**Work item**
In the listing below, count each line that contains "stats". The reply is that count and nothing else.
*** Exercise material ***
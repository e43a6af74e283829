//! Process-wide logging bootstrap.
//!
//! # Responsibility
//! - Start size-rotated file logs once per process from a `CoreConfig`.
//! - Mirror warnings to stderr so server operators see failures.
//! - Capture panics as single-line, length-capped log events.
//!
//! # Invariants
//! - Initialization is idempotent for identical settings.
//! - A second initialization with a different level or directory is rejected.
//! - Initialization never panics.

use crate::config::CoreConfig;
use flexi_logger::{
    Cleanup, Criterion, Duplicate, FileSpec, Logger, LoggerHandle, Naming, WriteMode,
};
use log::{error, info};
use once_cell::sync::OnceCell;
use std::path::{Path, PathBuf};

const LOG_FILE_BASENAME: &str = "goaltrack";
const MAX_LOG_FILE_SIZE_BYTES: u64 = 5 * 1024 * 1024;
const MAX_LOG_FILES: usize = 7;
const MAX_PANIC_MESSAGE_CHARS: usize = 200;

static ACTIVE_LOGGER: OnceCell<ActiveLogger> = OnceCell::new();
static PANIC_HOOK: OnceCell<()> = OnceCell::new();

struct ActiveLogger {
    level: &'static str,
    log_dir: PathBuf,
    _handle: LoggerHandle,
}

impl ActiveLogger {
    fn check_matches(&self, level: &'static str, log_dir: &Path) -> Result<(), String> {
        if self.log_dir != log_dir {
            return Err(format!(
                "logging already writes to `{}`; cannot move it to `{}`",
                self.log_dir.display(),
                log_dir.display()
            ));
        }
        if self.level != level {
            return Err(format!(
                "logging already runs at `{}`; cannot change it to `{level}`",
                self.level
            ));
        }
        Ok(())
    }
}

/// Starts logging with the level and directory resolved in `config`.
pub fn init_logging_from(config: &CoreConfig) -> Result<(), String> {
    let log_dir = config
        .log_dir
        .to_str()
        .ok_or_else(|| format!("log_dir `{}` is not valid UTF-8", config.log_dir.display()))?;
    init_logging(&config.log_level, log_dir)
}

/// Starts rotating file logs under `log_dir` at `level`.
///
/// # Errors
/// - `level` is not one of trace|debug|info|warn|error.
/// - `log_dir` is blank, relative, or cannot be created.
/// - Logging is already active with different settings.
/// - The logger backend fails to start.
pub fn init_logging(level: &str, log_dir: &str) -> Result<(), String> {
    let level = parse_level(level)?;
    let log_dir = parse_log_dir(log_dir)?;

    if let Some(active) = ACTIVE_LOGGER.get() {
        return active.check_matches(level, &log_dir);
    }

    let active = ACTIVE_LOGGER.get_or_try_init(|| start_logger(level, &log_dir))?;
    active.check_matches(level, &log_dir)
}

fn start_logger(level: &'static str, log_dir: &Path) -> Result<ActiveLogger, String> {
    std::fs::create_dir_all(log_dir)
        .map_err(|err| format!("cannot create log directory `{}`: {err}", log_dir.display()))?;

    let handle = Logger::try_with_str(level)
        .map_err(|err| format!("invalid log level `{level}`: {err}"))?
        .log_to_file(
            FileSpec::default()
                .directory(log_dir)
                .basename(LOG_FILE_BASENAME),
        )
        .rotate(
            Criterion::Size(MAX_LOG_FILE_SIZE_BYTES),
            Naming::Numbers,
            Cleanup::KeepLogFiles(MAX_LOG_FILES),
        )
        .duplicate_to_stderr(Duplicate::Warn)
        .write_mode(WriteMode::BufferAndFlush)
        .append()
        .format_for_files(flexi_logger::detailed_format)
        .start()
        .map_err(|err| format!("cannot start logger: {err}"))?;

    install_panic_hook();

    info!(
        "event=logging_start module=logging status=ok level={} log_dir={} version={} os={}",
        level,
        log_dir.display(),
        env!("CARGO_PKG_VERSION"),
        std::env::consts::OS
    );

    Ok(ActiveLogger {
        level,
        log_dir: log_dir.to_path_buf(),
        _handle: handle,
    })
}

/// Active `(level, log_dir)`, or `None` before initialization.
pub fn logging_status() -> Option<(&'static str, PathBuf)> {
    ACTIVE_LOGGER
        .get()
        .map(|active| (active.level, active.log_dir.clone()))
}

/// `debug` for debug builds, `info` for release builds.
pub fn default_log_level() -> &'static str {
    if cfg!(debug_assertions) {
        "debug"
    } else {
        "info"
    }
}

fn parse_level(level: &str) -> Result<&'static str, String> {
    match level.trim().to_ascii_lowercase().as_str() {
        "trace" => Ok("trace"),
        "debug" => Ok("debug"),
        "info" => Ok("info"),
        "warn" | "warning" => Ok("warn"),
        "error" => Ok("error"),
        other => Err(format!(
            "unknown log level `{other}`; use trace|debug|info|warn|error"
        )),
    }
}

fn parse_log_dir(log_dir: &str) -> Result<PathBuf, String> {
    let trimmed = log_dir.trim();
    if trimmed.is_empty() {
        return Err("log_dir must not be blank".to_string());
    }
    let path = PathBuf::from(trimmed);
    if !path.is_absolute() {
        return Err(format!("log_dir must be absolute, got `{trimmed}`"));
    }
    Ok(path)
}

fn install_panic_hook() {
    if PANIC_HOOK.set(()).is_err() {
        return;
    }

    let previous = std::panic::take_hook();
    std::panic::set_hook(Box::new(move |info| {
        let location = info
            .location()
            .map(|loc| format!("{}:{}", loc.file(), loc.line()))
            .unwrap_or_else(|| "unknown".to_string());
        let message = info
            .payload()
            .downcast_ref::<&str>()
            .map(|message| (*message).to_string())
            .or_else(|| info.payload().downcast_ref::<String>().cloned())
            .unwrap_or_else(|| "non-string panic payload".to_string());
        error!(
            "event=panic module=logging status=error location={} message={}",
            location,
            single_line(&message, MAX_PANIC_MESSAGE_CHARS)
        );
        previous(info);
    }));
}

/// Collapses line breaks and caps length so one event stays one log line.
fn single_line(value: &str, max_chars: usize) -> String {
    let flat = value.replace(['\n', '\r'], " ");
    if flat.chars().count() <= max_chars {
        return flat;
    }
    let mut capped: String = flat.chars().take(max_chars).collect();
    capped.push_str("...");
    capped
}

#[cfg(test)]
mod tests {
    use super::*;
    use tempfile::TempDir;

    #[test]
    fn parse_level_accepts_aliases_and_case() {
        assert_eq!(parse_level(" WARNING ").unwrap(), "warn");
        assert_eq!(parse_level("Debug").unwrap(), "debug");
        assert!(parse_level("verbose").is_err());
    }

    #[test]
    fn parse_log_dir_requires_absolute_path() {
        assert!(parse_log_dir("  ").is_err());
        assert!(parse_log_dir("logs").unwrap_err().contains("absolute"));
    }

    #[test]
    fn single_line_flattens_and_caps() {
        assert_eq!(single_line("a\nb", 10), "a b");
        assert_eq!(single_line("abcdef", 3), "abc...");
    }

    #[test]
    fn init_is_idempotent_and_rejects_changes() {
        let first = TempDir::new().unwrap();
        let second = TempDir::new().unwrap();
        let config = CoreConfig {
            data_dir: first.path().to_path_buf(),
            log_level: "info".to_string(),
            log_dir: first.path().join("logs"),
        };

        init_logging_from(&config).unwrap();
        init_logging_from(&config).unwrap();

        let dir = second.path().to_str().unwrap();
        assert!(init_logging("info", dir).unwrap_err().contains("cannot move"));
        let same_dir = config.log_dir.to_str().unwrap();
        assert!(init_logging("debug", same_dir).unwrap_err().contains("cannot change"));

        let (level, log_dir) = logging_status().unwrap();
        assert_eq!(level, "info");
        assert_eq!(log_dir, config.log_dir);
    }
}
//! Terminal summary of tracked goals.
//!
//! # Responsibility
//! - Verify `goaltrack_core` linkage with a ping/version check.
//! - Print one status line per goal from the configured data directory.
//!
//! Usage: `goaltrack [DATA_DIR]`; without an argument the directory comes
//! from `GOALTRACK_DATA_DIR` (default `./data`).

use goaltrack_core::{open_data_dir, CoreConfig, Goal, GoalProgress, GoalService, SystemClock};
use std::process::ExitCode;

fn main() -> ExitCode {
    println!("goaltrack_core ping={}", goaltrack_core::ping());
    println!("goaltrack_core version={}", goaltrack_core::core_version());

    let config = match std::env::args().nth(1) {
        Some(dir) => CoreConfig::with_data_dir(dir),
        None => CoreConfig::from_env(),
    };
    let store = match open_data_dir(&config.data_dir) {
        Ok(store) => store,
        Err(err) => {
            eprintln!("goaltrack: {err}");
            return ExitCode::FAILURE;
        }
    };

    let overview = match GoalService::from_store(&store, SystemClock).overview() {
        Ok(overview) => overview,
        Err(err) => {
            eprintln!("goaltrack: {err}");
            return ExitCode::FAILURE;
        }
    };
    if overview.is_empty() {
        println!("no goals in {}", config.data_dir.display());
    }
    for (goal, progress) in &overview {
        println!("{}", summary_line(goal, progress));
    }
    ExitCode::SUCCESS
}

fn summary_line(goal: &Goal, progress: &GoalProgress) -> String {
    let mut line = format!("{} [{}] {}", goal.name, goal.kind.label(), progress.status_line);
    if let Some(stats) = progress.adherence {
        line.push_str(&format!(
            " | streak {} | {}% this month",
            stats.streak, stats.completion_rate
        ));
    }
    line
}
*** End of Exercise material ***
**Task solution**
2